Injections, embalming… the methods used until the burial of Elizabeth II

Injections, embalming... the methods used until the burial of Elizabeth II

Elizabeth II will be buried next Monday in Windsor Castle, eleven days after her death at Balmoral in Scotland. An unusually long delay, which is not without raising some questions.

Elizabeth II died Thursday, September 8, at Balmoral in Scotland, and will be buried next Monday, September 19, in the vault of St. George’s Chapel at Windsor Castle, on the outskirts of London. In the meantime, his remains will therefore have been transported over more than 800 kilometers and, above all, eleven days will have passed.

An atypical situation which raises questions, although the question is one of the most delicate: how to ensure the good state of conservation of a body during such a long period? René Deguisne, president of the French Institute of Embalming, responds to

An exceptional delay

To begin with, such a latency period between the death of the deceased and his burial – or here in the tomb – is out of the ordinary, as confirmed by the specialist who relies on the French example: “There are legal deadlines: six working days between death and burial. Ten days is exceptional. In this case, we will have to request an exemption from the prefecture or the department”.

Let’s start from the fact that in the case of the funeral of their monarch, the British authorities did not face such difficulties. As for the procedures employed to protect the body of the queen after her death, they did not say very much. Hardly do we know, thanks to the British press, that the royal coffin is lined with lead. The first protection is not to expose the body too much to the air.

René Deguisne, skeptical on this point, specifies: “We are talking about lead but we should above all be talking about an airtight coffin. In any case, it is a metal coffin which will protect the body from air and humidity. “.

Preservative liquids and drainage

Beyond this material precaution, it is the work of the funeral directors that will be decisive here. “We will proceed to embalming care, first by arterial injection of preservative liquids, based on formalin. These liquids will fix the tissues”, poses the president of the French Institute of embalming, who adds that the operation is more or less the same as waiting five or ten days except that in this last option, the professional will have to use “more concentrated” products.

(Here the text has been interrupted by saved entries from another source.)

use serde::{Deserialize, Serialize};
use std::path::Path;
use std::str::FromStr;
use std::time::Duration;
use thiserror::Error;

use crate::api::{ListQuery, SortField, SortOrder};
use crate::domain::order::DeliveryScheduler;
use crate::utils::RetryConfig;

// ============================================================================
// Admin Configuration
// ============================================================================
//
// Loaded from a TOML file. Every section and every field has a default, so
// an empty file (or no file at all) gives a working local setup.
//
// ============================================================================

#[derive(Debug, Error)]
pub enum ConfigError {
    #[error("IO error: {0}")]
    Io(#[from] std::io::Error),

    #[error("Configuration error: {0}")]
    Parse(String),

    #[error("Validation error: {0}")]
    Validation(String),
}

impl From<toml::de::Error> for ConfigError {
    fn from(err: toml::de::Error) -> Self {
        ConfigError::Parse(err.message().to_string())
    }
}

#[derive(Debug, Clone, Default, PartialEq, Serialize, Deserialize)]
pub struct AdminConfig {
    #[serde(default)]
    pub api: ApiConfig,
    #[serde(default)]
    pub listing: ListingConfig,
    #[serde(default)]
    pub delivery: DeliveryConfig,
    #[serde(default)]
    pub retry: RetrySettings,
}

/// Order backend connection
#[derive(Debug, Clone, PartialEq, Serialize, Deserialize)]
pub struct ApiConfig {
    #[serde(default = "default_base_url")]
    pub base_url: String,
    #[serde(default)]
    pub api_token: Option<String>,
    #[serde(default = "default_request_timeout_secs")]
    pub request_timeout_secs: u64,
}

fn default_base_url() -> String {
    "http://localhost:3000/api".to_string()
}

fn default_request_timeout_secs() -> u64 {
    30
}

impl Default for ApiConfig {
    fn default() -> Self {
        Self {
            base_url: default_base_url(),
            api_token: None,
            request_timeout_secs: default_request_timeout_secs(),
        }
    }
}

#[derive(Debug, Clone, PartialEq, Serialize, Deserialize)]
pub struct ListingConfig {
    #[serde(default = "default_page_size")]
    pub page_size: u32,
    #[serde(default)]
    pub sort_by: SortField,
    #[serde(default)]
    pub sort_order: SortOrder,
}

fn default_page_size() -> u32 {
    20
}

impl Default for ListingConfig {
    fn default() -> Self {
        Self {
            page_size: default_page_size(),
            sort_by: SortField::default(),
            sort_order: SortOrder::default(),
        }
    }
}

/// Business timezone used to resolve symbolic delivery days
#[derive(Debug, Clone, Default, PartialEq, Serialize, Deserialize)]
pub struct DeliveryConfig {
    #[serde(default)]
    pub utc_offset_minutes: i32,
}

#[derive(Debug, Clone, PartialEq, Serialize, Deserialize)]
pub struct RetrySettings {
    #[serde(default = "default_max_attempts")]
    pub max_attempts: u32,
    #[serde(default = "default_initial_delay_ms")]
    pub initial_delay_ms: u64,
    #[serde(default = "default_max_delay_ms")]
    pub max_delay_ms: u64,
    #[serde(default = "default_multiplier")]
    pub multiplier: f64,
}

fn default_max_attempts() -> u32 {
    3
}

fn default_initial_delay_ms() -> u64 {
    100
}

fn default_max_delay_ms() -> u64 {
    5000
}

fn default_multiplier() -> f64 {
    2.0
}

impl Default for RetrySettings {
    fn default() -> Self {
        Self {
            max_attempts: default_max_attempts(),
            initial_delay_ms: default_initial_delay_ms(),
            max_delay_ms: default_max_delay_ms(),
            multiplier: default_multiplier(),
        }
    }
}

/// Offsets beyond +/- 14h do not exist anywhere
const MAX_OFFSET_MINUTES: i32 = 14 * 60;

impl AdminConfig {
    pub fn load(path: impl AsRef<Path>) -> Result<Self, ConfigError> {
        let content = std::fs::read_to_string(path.as_ref())?;
        let config: AdminConfig = content.parse()?;

        tracing::info!(
            path = %path.as_ref().display(),
            base_url = %config.api.base_url,
            "⚙️  Configuration loaded"
        );
        Ok(config)
    }

    pub fn validate(&self) -> Result<(), ConfigError> {
        if self.api.base_url.trim().is_empty() {
            return Err(ConfigError::Validation("api.base_url must not be empty".into()));
        }
        if self.api.request_timeout_secs == 0 {
            return Err(ConfigError::Validation("api.request_timeout_secs must be positive".into()));
        }
        if self.listing.page_size == 0 {
            return Err(ConfigError::Validation("listing.page_size must be positive".into()));
        }
        if self.delivery.utc_offset_minutes.abs() > MAX_OFFSET_MINUTES {
            return Err(ConfigError::Validation(format!(
                "delivery.utc_offset_minutes {} is out of range",
                self.delivery.utc_offset_minutes
            )));
        }
        if self.retry.max_attempts == 0 {
            return Err(ConfigError::Validation("retry.max_attempts must be at least 1".into()));
        }
        if self.retry.multiplier < 1.0 {
            return Err(ConfigError::Validation("retry.multiplier must be >= 1.0".into()));
        }
        Ok(())
    }

    pub fn retry_config(&self) -> RetryConfig {
        RetryConfig {
            max_attempts: self.retry.max_attempts,
            initial_delay: Duration::from_millis(self.retry.initial_delay_ms),
            max_delay: Duration::from_millis(self.retry.max_delay_ms),
            multiplier: self.retry.multiplier,
        }
    }

    pub fn scheduler(&self) -> Result<DeliveryScheduler, ConfigError> {
        DeliveryScheduler::with_offset_minutes(self.delivery.utc_offset_minutes).ok_or_else(|| {
            ConfigError::Validation(format!(
                "delivery.utc_offset_minutes {} is out of range",
                self.delivery.utc_offset_minutes
            ))
        })
    }

    /// First-page query with the configured page size and sort
    pub fn default_query(&self) -> ListQuery {
        ListQuery {
            limit: self.listing.page_size,
            ..ListQuery::default()
        }
        .sorted_by(self.listing.sort_by, self.listing.sort_order)
    }
}

impl FromStr for AdminConfig {
    type Err = ConfigError;

    fn from_str(s: &str) -> Result<Self, Self::Err> {
        let config: AdminConfig = toml::from_str(s)?;
        config.validate()?;
        Ok(config)
    }
}

#[cfg(test)]
mod tests {
    use super::*;
    use std::io::Write;

    #[test]
    fn test_empty_file_uses_defaults() {
        let config: AdminConfig = "".parse().unwrap();
        assert_eq!(config, AdminConfig::default());
        assert_eq!(config.api.request_timeout_secs, 30);
        assert_eq!(config.listing.page_size, 20);
        assert_eq!(config.retry_config(), RetryConfig::default());
    }

    #[test]
    fn test_partial_sections() {
        let config: AdminConfig = r#"
            [api]
            base_url = "https://admin.example.com/api"
            api_token = "secret"

            [listing]
            page_size = 50
            sort_by = "totalAmount"
            sort_order = "asc"

            [delivery]
            utc_offset_minutes = 120
        "#
        .parse()
        .unwrap();

        assert_eq!(config.api.api_token.as_deref(), Some("secret"));
        assert_eq!(config.api.request_timeout_secs, 30);

        let query = config.default_query();
        assert_eq!(query.limit, 50);
        assert_eq!(query.sort_by, SortField::TotalAmount);
        assert_eq!(query.sort_order, SortOrder::Asc);

        assert_eq!(config.scheduler().unwrap().offset().local_minus_utc(), 7200);
    }

    #[test]
    fn test_validation_errors() {
        let result: Result<AdminConfig, _> = "[listing]\npage_size = 0".parse();
        assert!(matches!(result, Err(ConfigError::Validation(_))));

        let result: Result<AdminConfig, _> = "[delivery]\nutc_offset_minutes = 2000".parse();
        assert!(matches!(result, Err(ConfigError::Validation(_))));

        let result: Result<AdminConfig, _> = "[retry]\nmax_attempts = 0".parse();
        assert!(matches!(result, Err(ConfigError::Validation(_))));
    }

    #[test]
    fn test_parse_error() {
        let result: Result<AdminConfig, _> = "[api\nbase_url = ".parse();
        assert!(matches!(result, Err(ConfigError::Parse(_))));
    }

    #[test]
    fn test_load_from_file() {
        let mut file = tempfile::NamedTempFile::new().unwrap();
        writeln!(file, "[retry]\nmax_attempts = 5\ninitial_delay_ms = 10").unwrap();

        let config = AdminConfig::load(file.path()).unwrap();
        assert_eq!(config.retry.max_attempts, 5);
        assert_eq!(config.retry_config().initial_delay, Duration::from_millis(10));
    }

    #[test]
    fn test_missing_file() {
        let result = AdminConfig::load("/nonexistent/order_desk.toml");
        assert!(matches!(result, Err(ConfigError::Io(_))));
    }
}
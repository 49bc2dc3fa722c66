use std::time::Duration;
use tokio::time::sleep;

// ============================================================================
// Exponential Backoff Retry for idempotent reads
// ============================================================================
//
// Only list queries go through here. Mutations carry a customer
// notification and are never replayed automatically.
//
// ============================================================================

#[derive(Clone, Debug, PartialEq)]
pub struct RetryConfig {
    /// Maximum number of attempts, including the first
    pub max_attempts: u32,
    /// Initial delay before first retry
    pub initial_delay: Duration,
    /// Maximum delay between retries
    pub max_delay: Duration,
    /// Multiplier for exponential backoff
    pub multiplier: f64,
}

impl Default for RetryConfig {
    fn default() -> Self {
        Self {
            max_attempts: 3,
            initial_delay: Duration::from_millis(100),
            max_delay: Duration::from_secs(5),
            multiplier: 2.0,
        }
    }
}

impl RetryConfig {
    /// Single attempt, no retry
    pub fn none() -> Self {
        Self { max_attempts: 1, ..Self::default() }
    }

    fn next_delay(&self, delay: Duration) -> Duration {
        let next = Duration::from_millis(((delay.as_millis() as f64) * self.multiplier) as u64);
        next.min(self.max_delay)
    }
}

/// Result of a retry operation
#[derive(Debug)]
pub enum RetryResult<T, E> {
    /// Operation succeeded
    Success(T),
    /// Operation failed after all retries
    Failed(E),
    /// Operation permanently failed (should not retry)
    PermanentFailure(E),
}

impl<T, E> RetryResult<T, E> {
    pub fn into_result(self) -> Result<T, E> {
        match self {
            RetryResult::Success(value) => Ok(value),
            RetryResult::Failed(e) | RetryResult::PermanentFailure(e) => Err(e),
        }
    }
}

/// Check if an error is transient (should retry) or permanent (should not retry)
pub trait IsTransient {
    fn is_transient(&self) -> bool;
}

/// Retry `operation` while it fails with transient errors
pub async fn retry_on_transient<F, Fut, T, E>(
    config: &RetryConfig,
    operation_name: &str,
    mut operation: F,
) -> RetryResult<T, E>
where
    F: FnMut(u32) -> Fut,
    Fut: std::future::Future<Output = Result<T, E>>,
    E: std::fmt::Display + IsTransient,
{
    let mut attempt = 0;
    let mut delay = config.initial_delay;

    loop {
        attempt += 1;

        match operation(attempt).await {
            Ok(result) => {
                if attempt > 1 {
                    tracing::info!(
                        operation = operation_name,
                        attempt = attempt,
                        "Operation succeeded after retry"
                    );
                }
                return RetryResult::Success(result);
            }
            Err(error) => {
                if !error.is_transient() {
                    tracing::debug!(
                        operation = operation_name,
                        error = %error,
                        "Permanent failure, not retrying"
                    );
                    return RetryResult::PermanentFailure(error);
                }

                if attempt >= config.max_attempts {
                    tracing::error!(
                        operation = operation_name,
                        attempt = attempt,
                        error = %error,
                        "Operation failed after all retries"
                    );
                    return RetryResult::Failed(error);
                }

                tracing::warn!(
                    operation = operation_name,
                    attempt = attempt,
                    error = %error,
                    delay_ms = delay.as_millis(),
                    "Transient failure, retrying after delay"
                );

                sleep(delay).await;
                delay = config.next_delay(delay);
            }
        }
    }
}
// ============================================================================
// Request Coordinator
// ============================================================================
//
// Wraps every mutation and every list query:
// - guard/ - per (order, action) in-flight permits for mutations
// - query/ - store generations plus abort handles for list queries
//
// Mutations on different orders never block each other.
//
// ============================================================================

mod guard;
mod query;

use std::future::Future;
use tokio::sync::RwLock;

use crate::api::{ApiError, OrderPage};
use crate::domain::order::{ActionKind, OrderId};
use crate::store::OrderStore;

pub use guard::{Busy, InFlightPermit, MutationGuard};
pub use query::{QueryOutcome, QueryTracker};

#[derive(Default)]
pub struct RequestCoordinator {
    mutations: MutationGuard,
    queries: QueryTracker,
}

impl RequestCoordinator {
    pub fn new() -> Self {
        Self::default()
    }

    pub fn begin_mutation(&self, order_id: &OrderId, action: ActionKind) -> Result<InFlightPermit, Busy> {
        self.mutations.try_acquire(order_id, action)
    }

    pub fn begin_bulk_mutation(
        &self,
        order_ids: &[OrderId],
        action: ActionKind,
    ) -> Result<Vec<InFlightPermit>, Busy> {
        self.mutations.try_acquire_many(order_ids, action)
    }

    pub fn is_in_flight(&self, order_id: &OrderId, action: ActionKind) -> bool {
        self.mutations.is_in_flight(order_id, action)
    }

    pub async fn run_query<F>(&self, store: &RwLock<OrderStore>, query: F) -> QueryOutcome
    where
        F: Future<Output = Result<OrderPage, ApiError>>,
    {
        self.queries.run(store, query).await
    }

    pub fn cancel_query(&self) -> bool {
        self.queries.cancel()
    }
}
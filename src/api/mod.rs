// ============================================================================
// Order Backend API
// ============================================================================
//
// The authoritative backend is slow and can fail at any point. Everything
// the client knows about an order comes back through this trait.
//
// Implementations:
// - http/   - reqwest JSON client for the real backend
// - memory/ - in-process backend enforcing the same rules (demo, tests)
//
// ============================================================================

mod http;
mod memory;
mod types;

use async_trait::async_trait;

use crate::domain::order::{
    BulkInvoiceResponse, DeliveryUpdateRequest, InvoiceResponse, OrderId, RejectionRequest,
    StatusUpdateRequest,
};
use crate::utils::IsTransient;

pub use http::HttpOrderApi;
pub use memory::{InMemoryOrderApi, InjectedFailure};
pub use types::*;

#[derive(Debug, Clone, PartialEq, thiserror::Error)]
pub enum ApiError {
    #[error("Network error: {0}")]
    Network(String),

    #[error("Request timed out")]
    Timeout,

    #[error("Server error {status}: {message}")]
    Server { status: u16, message: String },

    #[error("Order not found: {0}")]
    NotFound(OrderId),

    #[error("Request rejected by server: {0}")]
    Rejected(String),

    #[error("Malformed response: {0}")]
    Decode(String),
}

impl ApiError {
    /// Short label for metrics
    pub fn reason(&self) -> &'static str {
        match self {
            ApiError::Network(_) => "network",
            ApiError::Timeout => "timeout",
            ApiError::Server { .. } => "server",
            ApiError::NotFound(_) => "not_found",
            ApiError::Rejected(_) => "rejected",
            ApiError::Decode(_) => "decode",
        }
    }
}

impl IsTransient for ApiError {
    fn is_transient(&self) -> bool {
        match self {
            ApiError::Network(_) | ApiError::Timeout => true,
            ApiError::Server { status, .. } => *status >= 500 || *status == 429,
            ApiError::NotFound(_) | ApiError::Rejected(_) | ApiError::Decode(_) => false,
        }
    }
}

/// Request/response calls against the order backend. Each of the mutating
/// calls obliges the backend to notify the customer.
#[async_trait]
pub trait OrderApi: Send + Sync {
    async fn update_status(
        &self,
        order_id: &OrderId,
        request: &StatusUpdateRequest,
    ) -> Result<StatusUpdateResponse, ApiError>;

    async fn reject(
        &self,
        order_id: &OrderId,
        request: &RejectionRequest,
    ) -> Result<RejectionResponse, ApiError>;

    async fn send_invoice(&self, order_id: &OrderId) -> Result<InvoiceResponse, ApiError>;

    async fn send_invoices_bulk(&self, order_ids: &[OrderId]) -> Result<BulkInvoiceResponse, ApiError>;

    async fn update_delivery(
        &self,
        order_id: &OrderId,
        request: &DeliveryUpdateRequest,
    ) -> Result<DeliveryUpdateResponse, ApiError>;

    async fn list_orders(&self, query: &ListQuery) -> Result<OrderPage, ApiError>;
}

#[cfg(test)]
mod tests {
    use super::*;

    #[test]
    fn test_transient_classification() {
        assert!(ApiError::Timeout.is_transient());
        assert!(ApiError::Network("reset".into()).is_transient());
        assert!(ApiError::Server { status: 503, message: String::new() }.is_transient());
        assert!(ApiError::Server { status: 429, message: String::new() }.is_transient());
        assert!(!ApiError::Server { status: 400, message: String::new() }.is_transient());
        assert!(!ApiError::Rejected("already invoiced".into()).is_transient());
        assert!(!ApiError::NotFound(OrderId::new("x")).is_transient());
    }
}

The operation therefore consists of injecting this liquid into the blood vessels, and in particular the arteries, in order to slow down the effects of decomposition.

The expert can then launch the second phase, that of drainage. “We are going to remove part of the physiological fluids present in the body”, continues René Deguisne. This justifies this final intervention by recalling that “our body is made up of almost 70% water”. A fact that unites the queen and ordinary mortals.

With these operations, according to our expert, the situation is quite similar for conservation over five or six days, than over eleven. After that, the Queen will rest in the little-known George VI memorial to the general public, located in St George’s Chapel at Windsor Castle.

She will be alongside her parents, her sister and her late husband Philip, whose remains must be moved to join them, since he currently rests in the royal vault, under the chapel.